Crypto Market Developments
As winter weather makes mining harder and institutional players look for more legitimacy, the cryptocurrency industry is going through a time of legislative change and infrastructure growth. Laser Digital, which is funded by Nomura, has applied for a US national bank trust charter with the Office of the Comptroller of the Currency. This shows that crypto-focused companies are becoming more confident in doing business at the federal level, where the rules seem to be more relaxed.
But traditional banks are worried about competition from the digital asset industry. Standard Chartered put out a research that said stablecoins are a big threat to bank savings, especially for rural lenders. Analysts think that US bank deposits could drop by a third of the US dollar-pegged stablecoin market, which is worth $301.4 billion. Based on net interest margin income as a percentage of total revenue, regional banks like Huntington Bancshares, M&T Bank, Truist Financial, and CFG Bank have the most risk.
Over the weekend, a huge winter storm hit three dozen US states, making it hard for miners to keep working. This also affected the physical infrastructure that supports Bitcoin. In just two days, Bitcoin’s network hashrate dropped by more than 40%, reaching a seven-month low of 663 exahashes per second on Sunday. By Monday, it had risen to 854 EH/s. About 40% of the world’s Bitcoin mining capacity was affected by the outage. This shows how concentrated the network is in the US, which makes up over 38% of the world’s hashrate.

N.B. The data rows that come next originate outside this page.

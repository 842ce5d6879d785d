use super::{fingerprint, Fingerprint};
use thiserror::Error;
use tracing::*;

#[derive(Error, Debug, Clone, PartialEq)]
pub enum SearchError {
    #[error("Invalid argument: {0}")]
    InvalidArgument(String),
}

/// Tanimoto coefficient `|A ∩ B| / |A ∪ B|`.
///
/// Two empty fingerprints are identical (1.0); one empty fingerprint shares nothing (0.0).
pub fn tanimoto(a: &Fingerprint, b: &Fingerprint) -> f64 {
    match (a.is_empty(), b.is_empty()) {
        (true, true) => return 1.0,
        (true, false) | (false, true) => return 0.0,
        _ => {}
    }
    let shared = a.intersection_count(b);
    let union = a.bit_count() + b.bit_count() - shared;
    shared as f64 / union as f64
}

/// One molecule to compare against, optionally with a stored fingerprint.
#[derive(Debug, Clone, PartialEq)]
pub struct Candidate {
    pub id: String,
    pub smiles: String,
    pub fingerprint: Option<Fingerprint>,
}

impl Candidate {
    pub fn new(id: impl Into<String>, smiles: impl Into<String>) -> Self {
        Self {
            id: id.into(),
            smiles: smiles.into(),
            fingerprint: None,
        }
    }

    pub fn with_fingerprint(mut self, fingerprint: Fingerprint) -> Self {
        self.fingerprint = Some(fingerprint);
        self
    }

    /// The stored fingerprint, or one computed from the SMILES text.
    pub fn resolve_fingerprint(&self) -> Fingerprint {
        match &self.fingerprint {
            Some(fp) => fp.clone(),
            None => fingerprint(&self.smiles),
        }
    }
}

#[derive(Debug, Clone, PartialEq)]
pub struct SimilarityMatch {
    pub id: String,
    pub smiles: String,
    pub similarity: f64,
}

fn check_threshold(threshold: f64) -> Result<f64, SearchError> {
    if (0.0..=1.0).contains(&threshold) {
        Ok(threshold)
    } else {
        Err(SearchError::InvalidArgument(format!(
            "similarity threshold {threshold} is outside [0, 1]"
        )))
    }
}

/// Upper bound on the Tanimoto coefficient given only the two bit counts.
fn bit_count_bound(a: usize, b: usize) -> f64 {
    let (low, high) = if a <= b { (a, b) } else { (b, a) };
    if high == 0 {
        1.0
    } else {
        low as f64 / high as f64
    }
}

/// A one-to-many similarity search.
#[derive(Debug, Clone, PartialEq)]
pub struct SimilaritySearch {
    threshold: f64,
    max_results: Option<usize>,
}

impl SimilaritySearch {
    /// A search keeping every candidate scoring at least `threshold`, which must be in [0, 1].
    pub fn new(threshold: f64) -> Result<Self, SearchError> {
        Ok(Self {
            threshold: check_threshold(threshold)?,
            max_results: None,
        })
    }

    pub fn threshold(&self) -> f64 {
        self.threshold
    }

    pub fn max_results(&self) -> Option<usize> {
        self.max_results
    }

    pub fn set_threshold(&mut self, threshold: f64) -> Result<(), SearchError> {
        self.threshold = check_threshold(threshold)?;
        Ok(())
    }

    /// Keep at most `limit` matches. A limit of zero is rejected.
    pub fn with_max_results(mut self, limit: usize) -> Result<Self, SearchError> {
        if limit == 0 {
            return Err(SearchError::InvalidArgument(
                "result limit must be at least 1".to_string(),
            ));
        }
        self.max_results = Some(limit);
        Ok(self)
    }

    /// Score every candidate against the query SMILES and rank the ones at or above the
    /// threshold, best first. Ties keep candidate order.
    pub fn find_similar(&self, query: &str, candidates: &[Candidate]) -> Vec<SimilarityMatch> {
        let query_fp = fingerprint(query);
        let mut pruned = 0;
        let mut matches = Vec::new();

        for candidate in candidates {
            let similarity = match &candidate.fingerprint {
                Some(fp) => {
                    if bit_count_bound(query_fp.bit_count(), fp.bit_count()) < self.threshold {
                        pruned += 1;
                        continue;
                    }
                    tanimoto(&query_fp, fp)
                }
                None => tanimoto(&query_fp, &fingerprint(&candidate.smiles)),
            };
            if similarity >= self.threshold {
                matches.push(SimilarityMatch {
                    id: candidate.id.clone(),
                    smiles: candidate.smiles.clone(),
                    similarity,
                });
            }
        }

        matches.sort_by(|a, b| b.similarity.total_cmp(&a.similarity));
        if let Some(limit) = self.max_results {
            matches.truncate(limit);
        }
        debug!(
            "Found {} of {} candidates similar to {query:?} ({pruned} pruned)",
            matches.len(),
            candidates.len()
        );
        matches
    }
}

/// Rank candidates similar to the query at or above `threshold`.
pub fn find_similar(
    query: &str,
    candidates: &[Candidate],
    threshold: f64,
) -> Result<Vec<SimilarityMatch>, SearchError> {
    Ok(SimilaritySearch::new(threshold)?.find_similar(query, candidates))
}

#[cfg(test)]
mod tests {
    use super::*;

    fn fp(bits: &[u32]) -> Fingerprint {
        Fingerprint::from_bits(bits.iter().copied()).unwrap()
    }

    fn candidates() -> Vec<Candidate> {
        vec![
            Candidate::new("ethanol", "CCO"),
            Candidate::new("propanol", "CCCO"),
            Candidate::new("benzene", "c1ccccc1"),
            Candidate::new("aspirin", "CC(=O)Oc1ccccc1C(=O)O"),
        ]
    }

    #[test]
    fn test_tanimoto() {
        assert_eq!(tanimoto(&fp(&[]), &fp(&[])), 1.0);
        assert_eq!(tanimoto(&fp(&[]), &fp(&[1])), 0.0);
        assert_eq!(tanimoto(&fp(&[1]), &fp(&[])), 0.0);
        assert_eq!(tanimoto(&fp(&[1, 2, 3]), &fp(&[1, 2, 3])), 1.0);
        assert_eq!(tanimoto(&fp(&[1, 2]), &fp(&[2, 3])), 1.0 / 3.0);
        assert_eq!(tanimoto(&fp(&[1, 2]), &fp(&[3, 4])), 0.0);
    }

    #[test]
    fn test_exact_match_ranks_first() -> Result<(), SearchError> {
        let matches = find_similar("CCO", &candidates(), 0.0)?;
        assert_eq!(matches.len(), 4);
        assert_eq!(matches[0].id, "ethanol");
        assert_eq!(matches[0].similarity, 1.0);
        for pair in matches.windows(2) {
            assert!(pair[0].similarity >= pair[1].similarity);
        }
        Ok(())
    }

    #[test]
    fn test_threshold_monotonic() -> Result<(), SearchError> {
        let loose = find_similar("CCO", &candidates(), 0.3)?;
        let strict = find_similar("CCO", &candidates(), 0.95)?;
        assert!(strict.len() <= loose.len());
        assert!(strict.iter().all(|m| m.similarity >= 0.95));
        Ok(())
    }

    #[test]
    fn test_rejects_bad_settings() {
        assert!(matches!(
            SimilaritySearch::new(1.5),
            Err(SearchError::InvalidArgument(_))
        ));
        assert!(SimilaritySearch::new(-0.1).is_err());
        assert!(SimilaritySearch::new(f64::NAN).is_err());
        assert!(find_similar("CCO", &candidates(), 2.0).is_err());

        let mut search = SimilaritySearch::new(0.5).unwrap();
        assert!(search.set_threshold(1.01).is_err());
        assert_eq!(search.threshold(), 0.5);
        assert!(search.clone().with_max_results(0).is_err());
        assert_eq!(search.with_max_results(2).unwrap().max_results(), Some(2));
    }

    #[test]
    fn test_result_limit() -> Result<(), SearchError> {
        let search = SimilaritySearch::new(0.0)?.with_max_results(2)?;
        let matches = search.find_similar("CCO", &candidates());
        assert_eq!(matches.len(), 2);
        assert_eq!(matches[0].id, "ethanol");
        Ok(())
    }

    #[test]
    fn test_precomputed_fingerprints_are_used() -> Result<(), SearchError> {
        // a stored fingerprint wins over the text
        let stored = fingerprint("CCO");
        let candidates = vec![Candidate::new("relabelled", "c1ccccc1").with_fingerprint(stored)];
        let matches = find_similar("CCO", &candidates, 0.9)?;
        assert_eq!(matches.len(), 1);
        assert_eq!(matches[0].similarity, 1.0);
        Ok(())
    }

    #[test]
    fn test_bit_count_pruning() -> Result<(), SearchError> {
        let query_bits = fingerprint("CCO").bit_count();
        // far larger than the query, so the bound is well under the threshold
        let big = Fingerprint::from_bits(0..(query_bits as u32 * 4)).unwrap();
        let candidates = vec![Candidate::new("big", "").with_fingerprint(big)];
        assert!(find_similar("CCO", &candidates, 0.5)?.is_empty());
        assert_eq!(find_similar("CCO", &candidates, 0.0)?.len(), 1);
        Ok(())
    }

    #[test]
    fn test_bound() {
        assert_eq!(bit_count_bound(0, 0), 1.0);
        assert_eq!(bit_count_bound(2, 4), 0.5);
        assert_eq!(bit_count_bound(4, 2), 0.5);
    }
}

Can Bitcoin Rally in February?
The price of Bitcoin has been rather calm in January, with only a 2.2% monthly gain as it trades around $89,378. But based on past patterns, February could be a far better month for performance. Timothy Peterson, a network economist, pointed out that the two weeks from February 7 to 21 had traditionally had median weekly returns of 7% or higher. The week ending February 21 had the greatest median return since 2016, at 8.4%.
Peterson says that the seasonal strength in February comes from macroeconomic issues, not crypto-specific ones. In the middle of February, companies report their full-year earnings and give future guidance, which is usually positive and encourages investors to take on more risk. During correction years, the first three weeks of February have also been good indications. In early 2018, 2022, and 2025, the market did poorly, which was a sign of gloomy annual closes.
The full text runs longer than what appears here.